Pomiędzy czytaniem artykułów o zarządzaniu i planowaniem następnego dnia, przygotowałam na stole dla Niego w miseczce waniliowy budyń, o którym marzył od momentu odebrania go z przedszkola. Kiedy go zawołałam do kuchni, żeby zjadł, stwierdził, że nie chce. Więc ja na to (sfrustrowana, niezadowolona), że tak nie można, że jak się człowiek na cos decyduje i o coś prosi, to trzeba potem to zrobić, bo teraz ten deser będę musiała wyrzucić, a to dobra rzecz i warto docenić to, że się ją ma, że można ją zjeść, jak się już o nią poprosiło, że tak szybko się dostaje to, o co się prosi, że mu to przygotowałam w pięć minut, że chwilę wcześniej bardzo tego chciał itd.
Maksio słuchał, słuchał mojego monologu i z uśmiechem powiedział:
„Mamo, jesteś kochana”… W jednej chwili cała frustracja i złość odeszła i na spokojnie dużo szybciej doszliśmy do porozumienia.
Mój Syn udowodnił, że dobrym słowem bardzo łatwo można „poskromić złośnicę” albo zawstydzić tego, który nakręca się będąc pod wpływem negatywnych emocji.
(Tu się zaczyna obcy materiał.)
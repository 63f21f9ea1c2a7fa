//! The hook trait is enough for a host loop that is not Bevy.
use bevy::math::{Quat, Vec3};
use towerspace::flight::{Collider, FlightConfig, FlightError, FlightInput, Obstacles, Sweep};
use towerspace::vehicle::{FlightHooks, StepReport, Vehicle};

/// Wraps a vehicle and counts which hooks fired.
struct Recorded {
    inner: Vehicle,
    spawns: u32,
    steps: u32,
    hits: Vec<Vec3>,
}

impl FlightHooks for Recorded {
    fn on_spawn(&mut self) {
        self.spawns += 1;
        self.inner.on_spawn();
    }

    fn on_step(&mut self, dt: f32, input: &FlightInput, sweep: &dyn Sweep) -> Result<StepReport, FlightError> {
        self.steps += 1;
        let report = self.inner.on_step(dt, input, sweep)?;
        if let Some(hit) = report.hit {
            self.hits.push(hit.point);
        }
        Ok(report)
    }

    fn on_collision(&mut self, normal: Vec3, point: Vec3) -> Result<(), FlightError> {
        self.inner.on_collision(normal, point)
    }
}

fn run(host: &mut dyn FlightHooks, sweep: &dyn Sweep, ticks: usize) {
    host.on_spawn();
    let input = FlightInput { forward: 1.0, ..Default::default() };
    for _ in 0..ticks {
        host.on_step(0.05, &input, sweep).unwrap();
    }
}

#[test]
fn custom_host_drives_hooks() {
    let floor = Obstacles::new(vec![Collider::half_space(Vec3::new(0.0, -5.0, 0.0), Vec3::Y).unwrap()]);
    let nose_down = Quat::from_rotation_x(-0.5);
    let mut rec = Recorded {
        inner: Vehicle::new(FlightConfig::default(), Vec3::ZERO, nose_down).unwrap(),
        spawns: 0,
        steps: 0,
        hits: Vec::new(),
    };

    run(&mut rec, &floor, 40);

    assert_eq!(rec.spawns, 1);
    assert_eq!(rec.steps, 40);
    assert!(!rec.hits.is_empty());
    for p in &rec.hits {
        assert!((p.y + 5.0).abs() < 1e-3);
    }
    assert_eq!(rec.inner.contacts, rec.hits.len() as u64);
}

#[test]
fn independent_vehicles_do_not_share_state() {
    let open = Obstacles::default();
    let mut a = Vehicle::new(FlightConfig::default(), Vec3::ZERO, Quat::IDENTITY).unwrap();
    let mut b = Vehicle::new(FlightConfig { acceleration: 100.0, ..Default::default() }, Vec3::ZERO, Quat::IDENTITY).unwrap();
    run(&mut a, &open, 10);
    run(&mut b, &open, 10);
    assert!((a.velocity().length() / b.velocity().length() - 5.0).abs() < 1e-3);
}
//! Vehicle components and the lifecycle hooks a host loop drives.
//!
//! The module provides the `Vehicle` component, the `FlightHooks` trait it
//! implements, and re-exports the Bevy systems that step vehicles each
//! fixed tick.
//!
//! # Example:
//!
//! ```ignore
//! // spawn a vehicle with an input component the host writes into
//! commands.spawn((
//!     Vehicle::new(settings.flight, Vec3::ZERO, Quat::IDENTITY)?,
//!     FlightInput::default(),
//!     TransformBundle::default(),
//! ));
//! // register systems
//! app.add_plugins(FlightPlugin);
//! ```
pub mod systems;

use bevy::prelude::*;

use crate::flight::{FlightConfig, FlightError, FlightInput, FlightIntegrator, FlightState, Hit, Sweep, orientation_facing, swept_move};

pub use systems::*;

/// What one step did to a vehicle.
#[derive(Debug, Clone, Copy, PartialEq)]
pub struct StepReport {
    /// Displacement requested by the integrator before the sweep.
    pub displacement: Vec3,
    /// Contact that stopped the move, if any.
    pub hit: Option<Hit>,
}

/// Lifecycle callbacks invoked by whatever loop owns scheduling.
pub trait FlightHooks {
    /// Called once when the vehicle enters the simulation.
    fn on_spawn(&mut self);

    /// Advance one tick and move with a sweep against `sweep`.
    ///
    /// # Errors
    /// Propagates `FlightError` for invalid `dt` or axes, or a degenerate
    /// contact normal from `sweep`; the vehicle is left unchanged.
    fn on_step(&mut self, dt: f32, input: &FlightInput, sweep: &dyn Sweep) -> Result<StepReport, FlightError>;

    /// React to a blocking contact.
    ///
    /// # Errors
    /// `FlightError::DegenerateNormal` for a zero or non-finite normal.
    fn on_collision(&mut self, normal: Vec3, point: Vec3) -> Result<(), FlightError>;
}

/// A simulated flying vehicle: world position plus flight state.
#[derive(Component, Debug, Clone)]
pub struct Vehicle {
    position: Vec3,
    state: FlightState,
    integrator: FlightIntegrator,
    /// Contacts handled since spawn.
    pub contacts: u64,
    /// Last contact point reported by `on_collision`.
    pub last_contact: Option<Vec3>,
}

impl Vehicle {
    /// Build a vehicle at rest.
    ///
    /// # Errors
    /// `FlightError::InvalidConfig` if `config` does not validate.
    pub fn new(config: FlightConfig, position: Vec3, orientation: Quat) -> Result<Self, FlightError> {
        Ok(Self {
            position,
            state: FlightState::spawned(orientation),
            integrator: FlightIntegrator::new(config)?,
            contacts: 0,
            last_contact: None,
        })
    }

    #[must_use]
    pub fn position(&self) -> Vec3 { self.position }
    #[must_use]
    pub fn orientation(&self) -> Quat { self.state.orientation }
    #[must_use]
    pub fn velocity(&self) -> Vec3 { self.state.global_velocity }
    #[must_use]
    pub fn forward(&self) -> Vec3 { self.state.forward() }
    #[must_use]
    pub fn state(&self) -> &FlightState { &self.state }
    #[must_use]
    pub fn config(&self) -> &FlightConfig { self.integrator.config() }

    /// `Transform` matching the vehicle's pose, for rendering or camera rigs.
    #[must_use]
    pub fn transform(&self) -> Transform {
        Transform::from_translation(self.position).with_rotation(self.state.orientation)
    }
}

impl FlightHooks for Vehicle {
    fn on_spawn(&mut self) {
        self.state.local_thrust = Vec3::ZERO;
        self.state.global_velocity = Vec3::ZERO;
        self.state.angular_rates = Default::default();
        self.contacts = 0;
        self.last_contact = None;
        debug!("vehicle spawned at {:?}", self.position);
    }

    fn on_step(&mut self, dt: f32, input: &FlightInput, sweep: &dyn Sweep) -> Result<StepReport, FlightError> {
        // Stage on a copy; nothing is written back until the contact normal is known to be usable.
        let mut next = self.state;
        let displacement = self.integrator.advance(&mut next, input, dt)?;
        let radius = self.integrator.config().collision_radius;
        let (position, hit) = swept_move(sweep, self.position, radius, displacement);
        if let Some(hit) = hit {
            orientation_facing(hit.normal).ok_or(FlightError::DegenerateNormal)?;
        }
        self.state = next;
        self.position = position;
        if let Some(hit) = hit {
            self.on_collision(hit.normal, hit.point)?;
        }
        Ok(StepReport { displacement, hit })
    }

    fn on_collision(&mut self, normal: Vec3, point: Vec3) -> Result<(), FlightError> {
        self.integrator.deflect(&mut self.state, normal)?;
        self.contacts += 1;
        self.last_contact = Some(point);
        Ok(())
    }
}
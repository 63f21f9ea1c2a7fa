//! Swept movement against simple colliders.
//!
//! The vehicle is treated as a sphere. A move stops at the first blocking
//! contact along the displacement instead of tunnelling through it.

use bevy::math::Vec3;
use bevy::prelude::Resource;

/// Result of a blocked sweep.
#[derive(Debug, Clone, Copy, PartialEq)]
pub struct Hit {
    /// Point on the obstacle surface touched by the vehicle.
    pub point: Vec3,
    /// Unit surface normal at `point`, facing away from the obstacle.
    pub normal: Vec3,
    /// Fraction of the requested displacement travelled before contact.
    pub fraction: f32,
}

/// Collision query used to move a vehicle.
pub trait Sweep {
    /// Sweep a sphere of `radius` from `from` along `delta`.
    ///
    /// Returns the earliest blocking contact, if any. A sphere already
    /// touching a surface and moving into it is blocked at fraction 0.
    fn sweep(&self, from: Vec3, radius: f32, delta: Vec3) -> Option<Hit>;
}

/// Empty space: nothing ever blocks.
#[derive(Debug, Clone, Copy, Default)]
pub struct OpenSpace;

impl Sweep for OpenSpace {
    fn sweep(&self, _from: Vec3, _radius: f32, _delta: Vec3) -> Option<Hit> {
        None
    }
}

#[derive(Debug, Clone, Copy, PartialEq)]
pub enum Collider {
    /// Solid region behind a plane; `normal` points into open space and is
    /// normalized on every sweep. A degenerate normal never blocks.
    HalfSpace { point: Vec3, normal: Vec3 },
    Sphere { center: Vec3, radius: f32 },
}

impl Collider {
    /// Build a half-space, normalizing `normal`. `None` if it is degenerate.
    #[must_use]
    pub fn half_space(point: Vec3, normal: Vec3) -> Option<Self> {
        normal.try_normalize().map(|normal| Collider::HalfSpace { point, normal })
    }

    fn sweep(&self, from: Vec3, radius: f32, delta: Vec3) -> Option<Hit> {
        match *self {
            Collider::HalfSpace { point, normal } => {
                let normal = normal.try_normalize()?;
                let approach = delta.dot(normal);
                if approach >= 0.0 {
                    return None;
                }
                let gap = (from - point).dot(normal) - radius;
                let fraction = (gap / -approach).max(0.0);
                if fraction > 1.0 {
                    return None;
                }
                let center = from + delta * fraction;
                Some(Hit { point: center - normal * radius, normal, fraction })
            }
            Collider::Sphere { center, radius: r } => {
                let reach = radius + r;
                let offset = from - center;
                let a = delta.length_squared();
                if a <= f32::EPSILON {
                    return None;
                }
                let b = offset.dot(delta);
                if b >= 0.0 {
                    // Moving away or tangentially.
                    return None;
                }
                let c = offset.length_squared() - reach * reach;
                let fraction = if c <= 0.0 {
                    0.0
                } else {
                    let disc = b * b - a * c;
                    if disc < 0.0 {
                        return None;
                    }
                    (-b - disc.sqrt()) / a
                };
                if fraction > 1.0 {
                    return None;
                }
                let contact_center = from + delta * fraction;
                let normal = (contact_center - center).try_normalize()?;
                Some(Hit { point: center + normal * r, normal, fraction })
            }
        }
    }
}

/// Static obstacles shared by every vehicle in a world.
#[derive(Resource, Debug, Clone, Default)]
pub struct Obstacles {
    pub colliders: Vec<Collider>,
}

impl Obstacles {
    #[must_use]
    pub fn new(colliders: Vec<Collider>) -> Self {
        Self { colliders }
    }

    pub fn push(&mut self, collider: Collider) {
        self.colliders.push(collider);
    }
}

impl Sweep for Obstacles {
    fn sweep(&self, from: Vec3, radius: f32, delta: Vec3) -> Option<Hit> {
        self.colliders
            .iter()
            .filter_map(|c| c.sweep(from, radius, delta))
            .min_by(|a, b| a.fraction.total_cmp(&b.fraction))
    }
}

/// Move from `position` by `displacement`, stopping at the first contact.
///
/// # Returns
/// The new position and the contact that stopped the move, if any.
pub fn swept_move<S: Sweep + ?Sized>(sweep: &S, position: Vec3, radius: f32, displacement: Vec3) -> (Vec3, Option<Hit>) {
    if displacement == Vec3::ZERO {
        return (position, None);
    }
    match sweep.sweep(position, radius, displacement) {
        Some(hit) => (position + displacement * hit.fraction, Some(hit)),
        None => (position + displacement, None),
    }
}
//! Flight recorder: a bounded history of vehicle poses that can be dumped to
//! a timestamped text file in `./debug-dumps/` for offline inspection.
//!
//! Useful for checking how a vehicle drifted or slid along a wall without
//! attaching a debugger to the simulation.
use bevy::math::EulerRot;
use bevy::prelude::*;
use chrono::{DateTime, Utc};
use std::collections::VecDeque;
use std::fmt::Write;
use std::fs;
use std::path::{Path, PathBuf};
use std::time::SystemTime;

use crate::vehicle::Vehicle;

/// One recorded pose.
#[derive(Debug, Clone, Copy, PartialEq)]
pub struct FlightSample {
    pub tick: u64,
    /// `Entity::index()` of the vehicle.
    pub vehicle: u32,
    pub position: Vec3,
    pub velocity: Vec3,
    pub orientation: Quat,
    pub contacts: u64,
}

/// Ring buffer of the most recent samples across all vehicles.
#[derive(Resource, Debug, Clone)]
pub struct FlightRecorder {
    capacity: usize,
    tick: u64,
    samples: VecDeque<FlightSample>,
}

impl FlightRecorder {
    #[must_use]
    pub fn with_capacity(capacity: usize) -> Self {
        Self { capacity, tick: 0, samples: VecDeque::with_capacity(capacity) }
    }

    pub fn push(&mut self, sample: FlightSample) {
        if self.capacity == 0 {
            return;
        }
        while self.samples.len() >= self.capacity {
            self.samples.pop_front();
        }
        self.samples.push_back(sample);
    }

    /// Start a new tick and return its number.
    pub fn next_tick(&mut self) -> u64 {
        self.tick += 1;
        self.tick
    }

    #[must_use]
    pub fn tick(&self) -> u64 { self.tick }

    pub fn samples(&self) -> impl Iterator<Item = &FlightSample> {
        self.samples.iter()
    }

    #[must_use]
    pub fn len(&self) -> usize { self.samples.len() }

    #[must_use]
    pub fn is_empty(&self) -> bool { self.samples.is_empty() }

    /// Render the recorder contents as the text written by `dump_flight_log`.
    #[must_use]
    pub fn snapshot_text(&self, now: DateTime<Utc>) -> String {
        let mut out = String::new();
        writeln!(out, "Flight log: {}", now.format("%Y-%m-%d %H:%M:%S")).ok();
        writeln!(out, "Ticks: {}, samples kept: {}/{}", self.tick, self.samples.len(), self.capacity).ok();
        if self.samples.is_empty() {
            out.push_str("no samples recorded\n");
            return out;
        }
        for s in &self.samples {
            let (yaw, pitch, roll) = s.orientation.to_euler(EulerRot::YXZ);
            writeln!(
                out,
                "  #{:<6} v{} pos=({:.2}, {:.2}, {:.2}) vel=({:.2}, {:.2}, {:.2}) |v|={:.2} ypr=({:.1}, {:.1}, {:.1}) contacts={}",
                s.tick,
                s.vehicle,
                s.position.x, s.position.y, s.position.z,
                s.velocity.x, s.velocity.y, s.velocity.z,
                s.velocity.length(),
                yaw.to_degrees(), pitch.to_degrees(), roll.to_degrees(),
                s.contacts,
            )
            .ok();
        }
        out
    }
}

impl Default for FlightRecorder {
    fn default() -> Self {
        Self::with_capacity(600)
    }
}

/// Append one sample per vehicle for the tick just simulated.
#[allow(clippy::needless_pass_by_value)]
pub fn record_flight(mut recorder: ResMut<FlightRecorder>, vehicles: Query<(Entity, &Vehicle)>) {
    let tick = recorder.next_tick();
    for (entity, v) in &vehicles {
        recorder.push(FlightSample {
            tick,
            vehicle: entity.index(),
            position: v.position(),
            velocity: v.velocity(),
            orientation: v.orientation(),
            contacts: v.contacts,
        });
    }
}

/// Write the recorder contents to `<dir>/flight-<epoch millis>.txt`.
///
/// # Errors
/// Returns the I/O error if the directory cannot be created or the file written.
pub fn dump_flight_log(recorder: &FlightRecorder, dir: impl AsRef<Path>) -> std::io::Result<PathBuf> {
    let now = SystemTime::now();
    let ts: DateTime<Utc> = DateTime::from(now);
    let dir = dir.as_ref();
    fs::create_dir_all(dir)?;
    let fname = dir.join(format!("flight-{}.txt", ts.timestamp_millis()));
    fs::write(&fname, recorder.snapshot_text(ts))?;
    info!("wrote flight log: {}", fname.display());
    Ok(fname)
}
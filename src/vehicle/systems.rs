//! Bevy host loop for vehicles.
//!
//! `step_vehicles` is the only writer of `Vehicle` state; it runs once per
//! fixed tick and mirrors the result into each entity's `Transform`.

use bevy::prelude::*;

use crate::debug::{FlightRecorder, record_flight};
use crate::flight::{FlightInput, Obstacles};
use crate::vehicle::{FlightHooks, Vehicle};

/// Emitted whenever a vehicle's swept move is blocked.
#[derive(Event, Debug, Clone, Copy, PartialEq)]
pub struct CollisionEvent {
    pub entity: Entity,
    pub point: Vec3,
    pub normal: Vec3,
}

/// Registers vehicle stepping, collision events, obstacles and the flight recorder.
pub struct FlightPlugin;

impl Plugin for FlightPlugin {
    fn build(&self, app: &mut App) {
        app.add_event::<CollisionEvent>()
            .init_resource::<Obstacles>()
            .init_resource::<FlightRecorder>()
            .add_systems(FixedUpdate, (spawn_vehicles, step_vehicles, record_flight).chain());
    }
}

/// Run `on_spawn` for vehicles added since the last tick.
pub fn spawn_vehicles(mut added: Query<(Entity, &mut Vehicle), Added<Vehicle>>) {
    for (entity, mut vehicle) in &mut added {
        vehicle.on_spawn();
        info!("vehicle {entity:?} entered the simulation at {:?}", vehicle.position());
    }
}

/// Step every vehicle by the current `Time` delta.
///
/// Vehicles without a `FlightInput` coast. A rejected input is logged and
/// that vehicle skips the tick; other vehicles are unaffected.
#[allow(clippy::needless_pass_by_value)]
pub fn step_vehicles(
    time: Res<Time>,
    obstacles: Res<Obstacles>,
    mut events: EventWriter<CollisionEvent>,
    mut query: Query<(Entity, &mut Vehicle, Option<&FlightInput>, Option<&mut Transform>)>,
) {
    let dt = time.delta_seconds();
    let idle = FlightInput::default();

    for (entity, mut vehicle, input, transform) in &mut query {
        let input = input.unwrap_or(&idle);
        match vehicle.on_step(dt, input, &*obstacles) {
            Ok(report) => {
                if let Some(hit) = report.hit {
                    debug!("vehicle {entity:?} hit {:?} (normal {:?})", hit.point, hit.normal);
                    events.send(CollisionEvent { entity, point: hit.point, normal: hit.normal });
                }
            }
            Err(e) => {
                warn!("vehicle {entity:?} skipped tick: {e}");
                continue;
            }
        }
        if let Some(mut tf) = transform {
            *tf = vehicle.transform().with_scale(tf.scale);
        }
    }
}
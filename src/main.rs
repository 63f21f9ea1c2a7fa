use bevy::app::ScheduleRunnerPlugin;
use bevy::log::LogPlugin;
use bevy::prelude::*;
use std::time::Duration;
use towerspace::debug::FlightRecorder;
use towerspace::settings::loader as settings_loader;
use towerspace::vehicle::{FlightPlugin, step_vehicles};

mod app;
use app::{
    arena_obstacles,
    autopilot,
    log_collisions,
    spawn_demo_vehicle,
    stop_after_duration,
    SessionClock,
};

fn main() {
    let settings = settings_loader::load_settings_from_dir(settings_loader::SETTINGS_DIR);
    let settings_watcher = settings_loader::setup_settings_watcher(settings_loader::SETTINGS_DIR)
        .unwrap_or_else(|_| settings_loader::SettingsWatcher::stub(settings_loader::SETTINGS_DIR));

    let tick_rate = settings.simulation.tick_rate_hz;
    let mut app = App::new();

    app.add_plugins(MinimalPlugins.set(ScheduleRunnerPlugin::run_loop(Duration::from_secs_f64(1.0 / tick_rate))))
        .add_plugins(LogPlugin::default())
        .add_plugins(FlightPlugin);

    app.insert_resource(Time::<Fixed>::from_hz(tick_rate));
    app.insert_resource(FlightRecorder::with_capacity(settings.simulation.recorder_capacity));
    app.insert_resource(arena_obstacles());
    app.insert_resource(SessionClock::new(&settings.simulation));
    app.insert_resource(settings.clone());
    app.insert_resource(settings_watcher);

    app.add_systems(Startup, spawn_demo_vehicle);
    app.add_systems(FixedUpdate, autopilot.before(step_vehicles));
    app.add_systems(Update, settings_loader::check_settings_changes);
    app.add_systems(Update, log_collisions);
    app.add_systems(Update, stop_after_duration);

    app.run();
}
W podobny sposób można wpływać na tych, których mamy wokół siebie, prywatnie czy w pracy. Dobrym nastawieniem i dobrym słowem, często więcej zyskasz niż odwetem i ciętą ripostą.
Zaplanuj działanie:
Gdy ktoś będzie zły, niezadowolony zafunduj mu szok poznawczy: z uśmiechem, patrząc prosto w oczy, powiedz mu coś miłego. Uwaga! Nastawienie Twoje jest bardzo ważne! Powiedz to, z jakimś pozytywnym nastawieniem np. „ Daję mu szansę na zmianę”!